In light of some qualitative similarities between our model and the contingency of timing model, we will now consider some of their differences. One distinction relates to distractor states. Our model is predicated on the learning of transitions between adjacent states (Equation (A1.1)). If during learning a cue-reward association, animals also experience salient distractor cues in the delay periods that get treated as states, we predict that the learning will at least be temporarily disrupted. This is because the next state from the cue state will often be the distractor state. To learn the relationship between cue and reward, the animals will need to learn to omit the distractor state from the state space of the task. In contrast to this prediction, the contingency of timing model predicts that distractor states will have no effect. This is because it postulates that animals estimate the delay from every cue state to the next reward state *regardless of any intervening states*. Existing evidence supports the prediction that distractor states impede trace conditioning (Carter et al., 2003; Clark et al., 2002; Han et al., 2003; Manns et al., 2000).
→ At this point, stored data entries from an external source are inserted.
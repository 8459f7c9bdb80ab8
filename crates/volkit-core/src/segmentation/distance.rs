//! Exact Euclidean distance transform.

use burn::tensor::backend::Backend;
use tracing::debug;

use crate::error::Result;
use crate::image::{Grid, Image, Mask};

/// Squared distance given to foreground voxels before any background has
/// been seen. Large enough to never win, small enough to keep the envelope
/// intersections finite.
const FAR: f64 = 1e20;

/// Distance from every foreground voxel to the nearest background voxel, in
/// physical units. Background voxels are 0.
///
/// Uses the separable lower-envelope algorithm of Felzenszwalb and
/// Huttenlocher, one pass per axis weighted by that axis' spacing. A mask
/// without background yields very large distances.
pub fn distance_transform_edt<B: Backend>(mask: &Mask, device: &B::Device) -> Result<Image<B, 3>> {
    let values = squared_edt(mask).into_iter().map(|d| d.sqrt() as f32).collect();
    Image::from_vec(mask.shape(), values, mask.metadata(), device)
}

pub(crate) fn squared_edt(mask: &Mask) -> Vec<f64> {
    let grid = *mask.grid();
    let spacing = *mask.metadata().spacing();
    let mut dist: Vec<f64> = mask.as_slice().iter().map(|&fg| if fg { FAR } else { 0.0 }).collect();
    if grid.is_empty() {
        return dist;
    }

    let shape = grid.shape();
    let strides = grid.strides();
    for axis in 0..3 {
        let n = shape[axis];
        if n < 2 {
            continue;
        }
        let w2 = spacing[axis] * spacing[axis];
        let stride = strides[axis];
        let mut line = vec![0.0; n];
        let mut out = vec![0.0; n];
        let mut v = vec![0usize; n];
        let mut z = vec![0.0; n + 1];

        for start in line_starts(&grid, axis) {
            for i in 0..n {
                line[i] = dist[start + i * stride];
            }
            lower_envelope(&line, w2, &mut out, &mut v, &mut z);
            for i in 0..n {
                dist[start + i * stride] = out[i];
            }
        }
        debug!(axis, "edt pass");
    }
    dist
}

/// First voxel index of every line running along `axis`.
fn line_starts(grid: &Grid, axis: usize) -> Vec<usize> {
    let shape = grid.shape();
    let mut starts = Vec::with_capacity(grid.len() / shape[axis].max(1));
    for z in 0..if axis == 0 { 1 } else { shape[0] } {
        for y in 0..if axis == 1 { 1 } else { shape[1] } {
            for x in 0..if axis == 2 { 1 } else { shape[2] } {
                starts.push(grid.index([z, y, x]));
            }
        }
    }
    starts
}

/// `out[p] = min_q w2 * (p - q)^2 + f[q]`.
fn lower_envelope(f: &[f64], w2: f64, out: &mut [f64], v: &mut [usize], z: &mut [f64]) {
    let n = f.len();
    let parabola = |q: usize| f[q] + w2 * (q * q) as f64;
    let intersect = |q: usize, p: usize| (parabola(q) - parabola(p)) / (2.0 * w2 * (q - p) as f64);

    let mut k = 0;
    v[0] = 0;
    z[0] = f64::NEG_INFINITY;
    z[1] = f64::INFINITY;
    for q in 1..n {
        let mut s = intersect(q, v[k]);
        while s <= z[k] {
            k -= 1;
            s = intersect(q, v[k]);
        }
        k += 1;
        v[k] = q;
        z[k] = s;
        z[k + 1] = f64::INFINITY;
    }

    k = 0;
    for (q, slot) in out.iter_mut().enumerate().take(n) {
        while z[k + 1] < q as f64 {
            k += 1;
        }
        let d = q as f64 - v[k] as f64;
        *slot = w2 * d * d + f[v[k]];
    }
}

#[cfg(test)]
mod tests {
    use super::*;
    use crate::image::ImageMetadata;
    use crate::spatial::Spacing;

    fn brute_force(mask: &Mask) -> Vec<f64> {
        let grid = *mask.grid();
        let spacing = *mask.metadata().spacing();
        (0..grid.len())
            .map(|i| {
                if !mask.as_slice()[i] {
                    return 0.0;
                }
                let a = grid.coords(i);
                (0..grid.len())
                    .filter(|&j| !mask.as_slice()[j])
                    .map(|j| {
                        let b = grid.coords(j);
                        (0..3)
                            .map(|k| {
                                let d = (a[k] as f64 - b[k] as f64) * spacing[k];
                                d * d
                            })
                            .sum::<f64>()
                    })
                    .fold(f64::INFINITY, f64::min)
            })
            .collect()
    }

    #[test]
    fn test_matches_brute_force() {
        let meta = ImageMetadata::with_spacing(Spacing::new([2.0, 1.0, 0.5]));
        let mut mask = Mask::filled([5, 6, 7], true, meta);
        mask.set([0, 0, 0], false);
        mask.set([4, 2, 6], false);
        mask.set([2, 5, 3], false);
        let fast = squared_edt(&mask);
        let slow = brute_force(&mask);
        for (a, b) in fast.iter().zip(&slow) {
            assert!((a - b).abs() < 1e-9, "{} vs {}", a, b);
        }
    }

    #[test]
    fn test_line_distances() {
        let mut mask = Mask::filled([1, 1, 7], true, ImageMetadata::default());
        mask.set([0, 0, 0], false);
        mask.set([0, 0, 6], false);
        let d = squared_edt(&mask);
        assert_eq!(d, vec![0.0, 1.0, 4.0, 9.0, 4.0, 1.0, 0.0]);
    }

    #[test]
    fn test_no_background_is_far() {
        let mask = Mask::filled([2, 2, 2], true, ImageMetadata::default());
        assert!(squared_edt(&mask).iter().all(|&d| d >= FAR));
    }
}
These data raise the question of what events get treated as states during a task. While saliency is likely to play a major role (e.g. barely audible noise is less likely to be treated as a state than a loud noise), it may well be that animals experience *subjective* states during delays (i.e. sates that were not part of the experimental design). The likelihood that such subjective distractors affect conditioning will increase with increasing delay periods. This is because the longer the delays, the higher the chance that animals experience an internal subjective state independent of the task design. Hence, another qualitative difference between our model and the contingency of time model is that with increasing delays, the scalar relationship seen in Equation (A1.24) may no longer hold due to the presence of subjective distractor states that impede contingency learning. This may explain why in some appetitive conditioning protocols, no learning is seen for minute long trace intervals, even when intertrial intervals are very long (Thrailkill et al., 2020). An alternative possibility is that in these cases, the look-ahead time *T* is not significantly longer than the cue-reward delay, thereby reducing reward rate contingency or value (Equation (A1.24)).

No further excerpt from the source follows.